CHENNAI : Chennai has become vulnerable to tsunamis and cyclones following the destruction of coral reefs, which are nature’s defence against such disasters, said director of the Zoological Survey of India K Venkatraman.
Speaking on the sidelines of a function organised to mark the International Day for Biological Diversity he told City Express that Chennai had been rendered vulnerable by the destruction of the city’s coral reefs that acted as a protective barrier. “Coral reefs, also known as the rain forests of the seas, are the frontline protectors followed by mangroves, which Chennai does not have. And that is the reason why the city was affected by the tsunami and had such high casualties when the cyclone hit the coast,” said Venkatraman.
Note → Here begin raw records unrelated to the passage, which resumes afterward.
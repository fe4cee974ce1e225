//! Shared helpers for command handlers.

use std::io::{IsTerminal, Read};
use std::path::Path;

use serde::Deserialize;

use junosync_core::AnyResource;

use crate::error::CliError;

/// Prompt for confirmation, auto-approving if `--yes` was passed.
pub fn confirm(message: &str, action: &str, yes_flag: bool) -> Result<bool, CliError> {
    if yes_flag {
        return Ok(true);
    }
    if !std::io::stdin().is_terminal() {
        return Err(CliError::NonInteractiveRequiresYes {
            action: action.into(),
        });
    }
    let confirmed = dialoguer::Confirm::new()
        .with_prompt(message)
        .default(false)
        .interact()
        .map_err(|e| CliError::Io(std::io::Error::other(e)))?;
    Ok(confirmed)
}

/// Read a file, or stdin when the path is `-`.
pub fn read_input(path: &Path) -> Result<String, CliError> {
    if path.as_os_str() == "-" {
        let mut buf = String::new();
        std::io::stdin().read_to_string(&mut buf)?;
        return Ok(buf);
    }
    Ok(std::fs::read_to_string(path)?)
}

#[derive(Deserialize)]
#[serde(untagged)]
enum OneOrMany {
    Many(Vec<AnyResource>),
    One(Box<AnyResource>),
}

/// Parse descriptions from YAML (JSON is a subset): a single
/// `kind`/`spec` document, a list of them, or several `---` documents.
pub fn parse_descriptions(text: &str) -> Result<Vec<AnyResource>, CliError> {
    let mut out = Vec::new();
    for document in serde_yaml::Deserializer::from_str(text) {
        let value = serde_yaml::Value::deserialize(document)?;
        if value.is_null() {
            continue;
        }
        match serde_yaml::from_value(value)? {
            OneOrMany::Many(list) => out.extend(list),
            OneOrMany::One(one) => out.push(*one),
        }
    }
    if out.is_empty() {
        return Err(CliError::Validation {
            field: "file".into(),
            reason: "no resource descriptions found".into(),
        });
    }
    Ok(out)
}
S Balaji, chief conservator of forests and trust director of the Gulf of Mannar Biosphere Reserve Trust, said that the tsunami did not impact the Gulf of Mannar as much as it affected Chennai since the region was shielded by coral reefs and mangroves. He added that Cuddalore, whose coral reefs have been destroyed, was also badly hit.
Coral reefs are found in shallow waters with an ideal temperature range between 20 and 30 degree celsius. They are structures that have been formed over hundreds, thousands or even millions of years by tiny organisms called polyps, which produce skeletons of calcium carbonate.
The reef-building corals contain symbiotic, microscopic, photosythesising algae called zooxanthallae. While the polyps provide the algae with carbon dioxide, the algae uses sunlight to convert it into oxygen.
Braulio Ferriera de Souza, executive secretary of the Secretariat to the Convention on Biological Diversity, warned that if no steps were taken to protect the reefs that were slowly dying, they would be the first eco-system to disappear from the world.
He explained that reefs around the world are subject to thermal stress, which is regular bleaching from warmer temperatures. Coral reefs aren’t made to recover from such chronic exposure. He highlighted greenhouse gases as damaging factors for the reefs. The increased CO2 from these gases that settles in the oceans alters the chemistry of the water, making it more acidic, thereby more harmful to the reefs.